Vous trouverez non loin de la vallée d’Uji, au pied du mont Obaku, un temple singulier de l’école zen qui fut fondé par le moine chinois Ingen Ryuki il y a quatre siècles.

Son architecture tout à fait originale modelée sous la forme d’un dragon tranche avec l’épure et la sobriété qui ont fait la renommée des temples de l’ancienne capitale, le pourpre de ses teintes, ses ors et bois sculptés, ses jardins uniques et son fameux poisson de bois gyoban, tenant en sa gueule la perle de l’Éveil et l’unité de toutes choses tant convoitée par ceux qui s’assoient dans la pénombre et le silence de l’estrade. Même sa cuisine colorée, fucha Ryori, servie sur les plateaux et dans des bols de laque rouge émerveille les papilles et les sens des visiteurs, qui ne s’attendaient pas à ce qu’une matière végétarienne puisse délivrer une telle complexité de saveurs et de couleurs.

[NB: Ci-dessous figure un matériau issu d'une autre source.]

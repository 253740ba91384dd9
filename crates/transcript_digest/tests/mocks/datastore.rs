use std::{
    collections::HashMap,
    sync::{Arc, Mutex},
};

use chrono::Utc;
use digest_store::{CachedSummary, DataStore, InsufficientCredits, RequestLog, UsageTransaction};

#[derive(Clone, Default)]
pub struct MockDataStore {
    pub credits: Arc<Mutex<HashMap<String, i64>>>,
    pub cache: Arc<Mutex<HashMap<String, CachedSummary>>>,
    pub transactions: Arc<Mutex<Vec<UsageTransaction>>>,
    pub logs: Arc<Mutex<Vec<RequestLog>>>,
    pub fail_with: Option<String>,
    /// Balance is drained by another request right before each deduction
    pub concurrent_spend: bool,
}

impl MockDataStore {
    pub fn with_credits(self, user_id: &str, credits: i64) -> Self {
        self.credits
            .lock()
            .unwrap()
            .insert(user_id.to_string(), credits);
        self
    }

    pub fn with_cached(self, video_id: &str, summary: &str, provider: &str) -> Self {
        self.cache.lock().unwrap().insert(
            video_id.to_string(),
            CachedSummary {
                video_id: video_id.to_string(),
                summary: summary.to_string(),
                provider: provider.to_string(),
                transcript_length: 100,
                created_at: Utc::now(),
            },
        );
        self
    }

    pub fn with_concurrent_spend(mut self) -> Self {
        self.concurrent_spend = true;
        self
    }

    /// Reads succeed, every write fails
    pub fn failing(msg: &str) -> Self {
        Self {
            fail_with: Some(msg.to_string()),
            ..Default::default()
        }
    }

    fn check_write(&self) -> anyhow::Result<()> {
        match &self.fail_with {
            Some(msg) => Err(anyhow::anyhow!("{}", msg)),
            None => Ok(()),
        }
    }
}

impl DataStore for MockDataStore {
    async fn get_credits(&self, user_id: &str) -> anyhow::Result<Option<i64>> {
        Ok(self.credits.lock().unwrap().get(user_id).copied())
    }

    async fn deduct_credit(&self, transaction: &UsageTransaction) -> anyhow::Result<i64> {
        self.check_write()?;
        let mut credits = self.credits.lock().unwrap();
        if self.concurrent_spend {
            credits.insert(transaction.user_id.clone(), 0);
        }
        let balance = credits
            .get_mut(&transaction.user_id)
            .filter(|balance| **balance >= 1)
            .ok_or_else(|| InsufficientCredits {
                user_id: transaction.user_id.clone(),
            })?;
        *balance -= 1;
        self.transactions.lock().unwrap().push(transaction.clone());
        Ok(*balance)
    }

    async fn get_cached_summary(&self, video_id: &str) -> anyhow::Result<Option<CachedSummary>> {
        Ok(self.cache.lock().unwrap().get(video_id).cloned())
    }

    async fn cache_summary(&self, cached: &CachedSummary) -> anyhow::Result<()> {
        self.check_write()?;
        self.cache
            .lock()
            .unwrap()
            .insert(cached.video_id.clone(), cached.clone());
        Ok(())
    }

    async fn record_request(&self, log: &RequestLog) -> anyhow::Result<()> {
        self.check_write()?;
        self.logs.lock().unwrap().push(log.clone());
        Ok(())
    }
}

Un maître calligraphe et son acolyte espiègle

Or, Kosen était le maître fameux et abbé de ce temple réputé pour avoir forgé les meilleurs artistes calligraphes de tout le Japon, son expression vivante de l’encre était admirée par tous, cet unique trait de pinceau qui fait que la brosse exprime avec une liberté déconcertante la réalité de l’énergie des choses et des êtres exprimés. On lui réclamait souvent de calligraphier à la hâte telle ou telle autre phrase ou sentence, et il s’exécutait, flatté de recevoir sans coup férir des compliments appuyés et polis. Ce maître avait un disciple particulièrement espiègle et très honnête. Il ne s’en laissait pas conter par la réputation du maître et bien qu’il lui doive obéissance et service, il ne gardait jamais sa langue dans sa poche. L’animal était irritant, mais une belle complicité unissait les deux comparses, le maître s’amusant souvent des facéties et des remarques de l’acolyte au franc-parler.

Vingt fois sur le métier, remettez votre ouvrage

Vint un jour où il fallut calligraphier le bois qui surplombait l’entrée du temple. On avait coutume de préparer une telle entreprise sur le papier qui était plus tard reporté sur le bois. L’acolyte se mit à la tâche ardue et fastidieuse de la préparation de l’encre obtenue en frottant l’eau sur une pierre avec un bâton de suie séchée. La sentence était simple et directe : « Le premier principe ». Le maître recueilli trempa son pinceau dans l’océan d’encre, la pierre au creux de laquelle baignait l’encre dûment préparée. Après un long silence et alors qu’il tenait le pinceau légèrement incliné vers le plafond afin de ne pas perdre une seule goutte du précieux liquide, il percuta la feuille de riz et traça vivement les idéogrammes.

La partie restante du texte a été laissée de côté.